The former JPMorgan building, originally built to house computers, offers apartments in the Financial district of Manhattan for $ 10,000 a month.
The expensive rental properties vary from $ 3,000 per month studios to $ 10,000 a month for three bedroom apartments.
Expensive apartments on the highest floors of the buildings, where rent will reach $ 12,000, will also be on the market in the coming months.
About a quarter of the apartments of the building, however, will be offered at reduced rates through a government scheme that gives developers tax benefits in exchange for affordable homes when the project is completed.
Renovation of the bank building of a million square foot on Water Street, just four blocks from Battery Park in the center of New York City, took place for two years.
10 further stories were added to the skyscraper, as well as tenants parking and a roof.
Luxury facilities for residents include pickleball jobs, co-working spaces, an outdoor swimming pool, a gym and a spa.
Much of the external brickwork has been removed and replaced by Windows
'Making light and air where there is not, and creating the number of units created, it is simply astonishing,' Nathan Berman, founder of Metro Loft, one of the projects of the project, told Bloomberg of the project.
“Downstairs they actually created a private -chelsea piers.”
The 55-year-old colossus was usually used to process checks and other paperwork for manufacturers Hanover Trust, and then used by Back-Office Personnel for its successor JP Morgan Chase.
Much of the external brickwork, which was designed to be impersonal, had to be removed and replaced by Windows for the 1,300 brand new apartments.
The initial design limited Windows because the computers designed to house had such intense air conditioning needs that windows were considered 'separate obligations', plus 'computers cannot watch from Windows,' an architectural forum of 1970 said about the building on that moment.

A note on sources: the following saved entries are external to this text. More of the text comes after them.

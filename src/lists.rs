//! Black and white lists.
//!
//! A list contact owns one or more number patterns, each with a
//! [`MatchMode`]. Patterns and queried numbers are both normalized before
//! comparison, so `+1-555-0100` on a list matches an incoming `+15550100`.

use async_trait::async_trait;
use serde::{Deserialize, Serialize};
use sqlx::SqlitePool;
use tracing::{trace, warn};

use crate::contacts::{normalize_number, Contact, ContactNumber, ContactType};
use crate::store::StoreError;

/// How a list number pattern is compared with an incoming number.
#[derive(Debug, Clone, Copy, Default, PartialEq, Eq, Hash, Serialize, Deserialize)]
#[serde(rename_all = "snake_case")]
pub enum MatchMode {
    /// Whole number must be equal.
    #[default]
    Equals,
    /// Pattern appears anywhere in the number.
    Contains,
    /// Number starts with the pattern.
    StartsWith,
    /// Number ends with the pattern.
    EndsWith,
}

impl MatchMode {
    /// Returns the string representation stored in SQLite.
    pub fn as_str(&self) -> &'static str {
        match self {
            Self::Equals => "equals",
            Self::Contains => "contains",
            Self::StartsWith => "starts_with",
            Self::EndsWith => "ends_with",
        }
    }

    /// Parse from a SQLite text value.
    ///
    /// # Errors
    ///
    /// Returns an error if the value is not a recognised mode.
    pub fn parse(s: &str) -> Result<Self, StoreError> {
        match s {
            "equals" => Ok(Self::Equals),
            "contains" => Ok(Self::Contains),
            "starts_with" => Ok(Self::StartsWith),
            "ends_with" => Ok(Self::EndsWith),
            other => Err(StoreError::InvalidEnum {
                field: "match_mode",
                value: other.to_owned(),
            }),
        }
    }

    /// Whether the normalized `number` matches the normalized `pattern`.
    pub fn matches(&self, pattern: &str, number: &str) -> bool {
        if pattern.is_empty() {
            return false;
        }
        match self {
            Self::Equals => number == pattern,
            Self::Contains => number.contains(pattern),
            Self::StartsWith => number.starts_with(pattern),
            Self::EndsWith => number.ends_with(pattern),
        }
    }
}

/// Membership queries the admission engine relies on.
#[async_trait]
pub trait MembershipStore: Send + Sync {
    /// Every list contact with a number pattern matching `number`, in
    /// insertion order.
    async fn find_contacts(&self, number: &str) -> Vec<Contact>;

    /// First contact on `list` matching `number`.
    async fn is_member(&self, number: &str, list: ContactType) -> Option<Contact> {
        self.find_contacts(number)
            .await
            .into_iter()
            .find(|c| c.contact_type == list)
    }
}

/// A number pattern when adding a list contact.
#[derive(Debug, Clone, PartialEq, Eq, Serialize, Deserialize)]
pub struct ListNumber {
    /// The pattern, normalized on insert.
    pub number: String,
    /// Comparison mode.
    #[serde(default)]
    pub match_mode: MatchMode,
}

/// A list contact together with its patterns' match modes.
#[derive(Debug, Clone, PartialEq, Eq, Serialize, Deserialize)]
pub struct ListEntry {
    /// The contact, tagged with its list.
    pub contact: Contact,
    /// Match mode of each number, parallel to `contact.numbers`.
    pub match_modes: Vec<MatchMode>,
}

type ListRow = (i64, String, String, String, String);

/// SQLite-backed black/white lists.
#[derive(Debug, Clone)]
pub struct SqliteListStore {
    db: SqlitePool,
}

impl SqliteListStore {
    /// Store over `db`.
    pub fn new(db: SqlitePool) -> Self {
        Self { db }
    }

    /// Add a contact with its number patterns to `list`. Returns the contact id.
    ///
    /// # Errors
    ///
    /// Returns [`StoreError::InvalidEnum`] for [`ContactType::None`], or
    /// [`StoreError::Database`] on SQLite failure.
    pub async fn add_contact(
        &self,
        name: &str,
        list: ContactType,
        numbers: &[ListNumber],
    ) -> Result<i64, StoreError> {
        if list == ContactType::None {
            return Err(StoreError::InvalidEnum {
                field: "list_type",
                value: list.as_str().to_owned(),
            });
        }

        let mut tx = self.db.begin().await?;
        let id = sqlx::query("INSERT INTO list_contacts (name, list_type) VALUES (?1, ?2)")
            .bind(name)
            .bind(list.as_str())
            .execute(&mut *tx)
            .await?
            .last_insert_rowid();
        for entry in numbers {
            sqlx::query(
                "INSERT INTO list_numbers (contact_id, number, match_mode) VALUES (?1, ?2, ?3)",
            )
            .bind(id)
            .bind(normalize_number(&entry.number))
            .bind(entry.match_mode.as_str())
            .execute(&mut *tx)
            .await?;
        }
        tx.commit().await?;

        trace!(contact_id = id, list = list.as_str(), "list contact created");
        Ok(id)
    }

    /// Remove a list contact and its numbers. Returns `true` if it existed.
    ///
    /// # Errors
    ///
    /// Returns [`StoreError::Database`] on SQLite failure.
    pub async fn remove_contact(&self, contact_id: i64) -> Result<bool, StoreError> {
        let mut tx = self.db.begin().await?;
        sqlx::query("DELETE FROM list_numbers WHERE contact_id = ?1")
            .bind(contact_id)
            .execute(&mut *tx)
            .await?;
        let removed = sqlx::query("DELETE FROM list_contacts WHERE id = ?1")
            .bind(contact_id)
            .execute(&mut *tx)
            .await?
            .rows_affected();
        tx.commit().await?;
        Ok(removed > 0)
    }

    /// Contacts on `list`, sorted by name, optionally filtered by a
    /// case-insensitive name substring.
    ///
    /// # Errors
    ///
    /// Returns [`StoreError::Database`] on SQLite failure or
    /// [`StoreError::InvalidEnum`] on a corrupt row.
    pub async fn entries(
        &self,
        list: ContactType,
        filter: Option<&str>,
    ) -> Result<Vec<ListEntry>, StoreError> {
        let rows: Vec<ListRow> = sqlx::query_as(
            "SELECT c.id, c.name, c.list_type, n.number, n.match_mode \
             FROM list_contacts c JOIN list_numbers n ON n.contact_id = c.id \
             WHERE c.list_type = ?1 \
             ORDER BY c.name COLLATE NOCASE ASC, c.id ASC, n.id ASC",
        )
        .bind(list.as_str())
        .fetch_all(&self.db)
        .await?;

        let needle = filter.map(str::to_lowercase).unwrap_or_default();
        let entries = group(rows)?
            .into_iter()
            .filter(|e| e.contact.name.to_lowercase().contains(&needle))
            .collect();
        Ok(entries)
    }

    async fn matching(&self, number: &str) -> Result<Vec<Contact>, StoreError> {
        let rows: Vec<ListRow> = sqlx::query_as(
            "SELECT c.id, c.name, c.list_type, n.number, n.match_mode \
             FROM list_contacts c JOIN list_numbers n ON n.contact_id = c.id \
             ORDER BY c.id ASC, n.id ASC",
        )
        .fetch_all(&self.db)
        .await?;

        let normalized = normalize_number(number);
        let entries = group(rows)?
            .into_iter()
            .filter(|entry| {
                entry
                    .contact
                    .numbers
                    .iter()
                    .zip(&entry.match_modes)
                    .any(|(n, mode)| mode.matches(&n.number, &normalized))
            })
            .map(|entry| entry.contact)
            .collect();
        Ok(entries)
    }
}

#[async_trait]
impl MembershipStore for SqliteListStore {
    async fn find_contacts(&self, number: &str) -> Vec<Contact> {
        match self.matching(number).await {
            Ok(contacts) => contacts,
            Err(e) => {
                warn!(error = %e, "list lookup failed, treating as no match");
                Vec::new()
            }
        }
    }
}

/// Fold joined contact/number rows (ordered by contact) into entries.
fn group(rows: Vec<ListRow>) -> Result<Vec<ListEntry>, StoreError> {
    let mut entries: Vec<ListEntry> = Vec::new();
    for (id, name, list_type, number, match_mode) in rows {
        let mode = MatchMode::parse(&match_mode)?;
        let starts_new = entries.last().map_or(true, |last| last.contact.id != id);
        if starts_new {
            entries.push(ListEntry {
                contact: Contact {
                    id,
                    name,
                    contact_type: ContactType::parse(&list_type)?,
                    numbers: Vec::new(),
                },
                match_modes: Vec::new(),
            });
        }
        let Some(entry) = entries.last_mut() else {
            continue;
        };
        let position = entry.contact.numbers.len();
        entry.contact.numbers.push(ContactNumber {
            position,
            number,
            contact_id: id,
        });
        entry.match_modes.push(mode);
    }
    Ok(entries)
}
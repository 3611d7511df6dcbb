//! Journal of blocked calls and messages.

use async_trait::async_trait;
use serde::{Deserialize, Serialize};
use sqlx::SqlitePool;
use tracing::trace;

use crate::engine::EventKind;
use crate::store::{like_pattern, StoreError};

/// One blocked event as written to the journal.
#[derive(Debug, Clone, PartialEq, Eq, Serialize, Deserialize)]
pub struct JournalRecord {
    /// Row id; `None` until stored.
    pub id: Option<i64>,
    /// When the block was journaled (ms since epoch).
    pub time: i64,
    /// Call or SMS.
    pub kind: EventKind,
    /// Display name of the caller.
    pub caller: String,
    /// Number, omitted when it would repeat `caller`.
    pub number: Option<String>,
    /// Message body; `None` for calls.
    pub text: Option<String>,
}

impl JournalRecord {
    /// Record for a block of `kind`, journaled at `time`.
    ///
    /// `number` is dropped when equal to `caller`.
    pub fn blocked(
        kind: EventKind,
        time: i64,
        caller: &str,
        number: &str,
        text: Option<String>,
    ) -> Self {
        Self {
            id: None,
            time,
            kind,
            caller: caller.to_owned(),
            number: (number != caller).then(|| number.to_owned()),
            text,
        }
    }
}

/// Append-only view of the journal used while dispatching verdicts.
#[async_trait]
pub trait JournalSink: Send + Sync {
    /// Store `record`, returning its id.
    async fn append(&self, record: &JournalRecord) -> Result<i64, StoreError>;
}

type JournalRow = (i64, i64, String, String, Option<String>, Option<String>);

/// SQLite-backed journal.
#[derive(Debug, Clone)]
pub struct SqliteJournal {
    db: SqlitePool,
}

impl SqliteJournal {
    /// Journal over `db`.
    pub fn new(db: SqlitePool) -> Self {
        Self { db }
    }

    /// Journal records, newest first.
    ///
    /// `filter` matches caller, number or text as a case-insensitive
    /// substring.
    ///
    /// # Errors
    ///
    /// Returns [`StoreError::Database`] on SQLite failure or
    /// [`StoreError::InvalidEnum`] on a corrupt row.
    pub async fn records(
        &self,
        limit: Option<u32>,
        filter: Option<&str>,
    ) -> Result<Vec<JournalRecord>, StoreError> {
        let limit = limit.map_or(-1, i64::from);
        let rows: Vec<JournalRow> = match filter {
            Some(filter) => {
                sqlx::query_as(
                    "SELECT id, time, kind, caller, number, text FROM journal \
                     WHERE caller LIKE ?1 ESCAPE '\\' \
                        OR number LIKE ?1 ESCAPE '\\' \
                        OR text LIKE ?1 ESCAPE '\\' \
                     ORDER BY time DESC, id DESC LIMIT ?2",
                )
                .bind(like_pattern(filter))
                .bind(limit)
                .fetch_all(&self.db)
                .await?
            }
            None => {
                sqlx::query_as(
                    "SELECT id, time, kind, caller, number, text FROM journal \
                     ORDER BY time DESC, id DESC LIMIT ?1",
                )
                .bind(limit)
                .fetch_all(&self.db)
                .await?
            }
        };

        rows.into_iter()
            .map(|(id, time, kind, caller, number, text)| {
                Ok(JournalRecord {
                    id: Some(id),
                    time,
                    kind: EventKind::parse(&kind)?,
                    caller,
                    number,
                    text,
                })
            })
            .collect()
    }

    /// Delete one record. Returns `true` if it existed.
    ///
    /// # Errors
    ///
    /// Returns [`StoreError::Database`] on SQLite failure.
    pub async fn delete(&self, id: i64) -> Result<bool, StoreError> {
        let removed = sqlx::query("DELETE FROM journal WHERE id = ?1")
            .bind(id)
            .execute(&self.db)
            .await?
            .rows_affected();
        Ok(removed > 0)
    }

    /// Delete every record. Returns how many were removed.
    ///
    /// # Errors
    ///
    /// Returns [`StoreError::Database`] on SQLite failure.
    pub async fn clear(&self) -> Result<u64, StoreError> {
        let removed = sqlx::query("DELETE FROM journal")
            .execute(&self.db)
            .await?
            .rows_affected();
        Ok(removed)
    }
}

#[async_trait]
impl JournalSink for SqliteJournal {
    async fn append(&self, record: &JournalRecord) -> Result<i64, StoreError> {
        let id = sqlx::query(
            "INSERT INTO journal (time, kind, caller, number, text) \
             VALUES (?1, ?2, ?3, ?4, ?5)",
        )
        .bind(record.time)
        .bind(record.kind.as_str())
        .bind(&record.caller)
        .bind(record.number.as_deref())
        .bind(record.text.as_deref())
        .execute(&self.db)
        .await?
        .last_insert_rowid();

        trace!(id, kind = record.kind.as_str(), "journal record appended");
        Ok(id)
    }
}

An outdoor swimming pool is one of the luxury facilities that are available to residents
The former JPMorgan building, originally built to house computers, is now apartments
Rendings of a golf range in the redeveloped Water Street -Building
The building fell to only 10 percent occupation after the pandemic, after former tenants such as The Daily News have moved.
“The building had to be demolished or afterwards applied for a new life,” former broker for the building, Bradley Gerla, told Bloomberg.
'There was no reuse for that building.
“Everything has some value, but the highest value was to turn it into a residential building,” he added.
The conversion is part of a broader trend in the financial district of Manhattan, where former bank offices are increasingly converted into flash apartments and apartments with cinemas, swimming pools and bowling alleys.
The exodus of banks started for the first time after the terror attacks of 9/11 in 2001 and took a pace when homeworks exploded during the COVID-19 Pandemie.
It made a lot of expensive office space superfluous.
In 2000 Banks occupied 5 million square feet on Wall Street. Nowadays it is just a few hundred thousand, real estate broker John Santora told the Wall Street Journal.
Now many buildings, including One Wall Street, 20 Broad Street and Pearl House, are owned by and rental properties.
One of the most luxurious rebuilding buildings is the iconic art deco cloudy scraper, a Wall Street.
The building of 1.25 million square foot designed by Ralph Walker in 1931, because the Irving Trust head office has now been made in 566 high-end houses that have hit the market up to $ 12.75 million.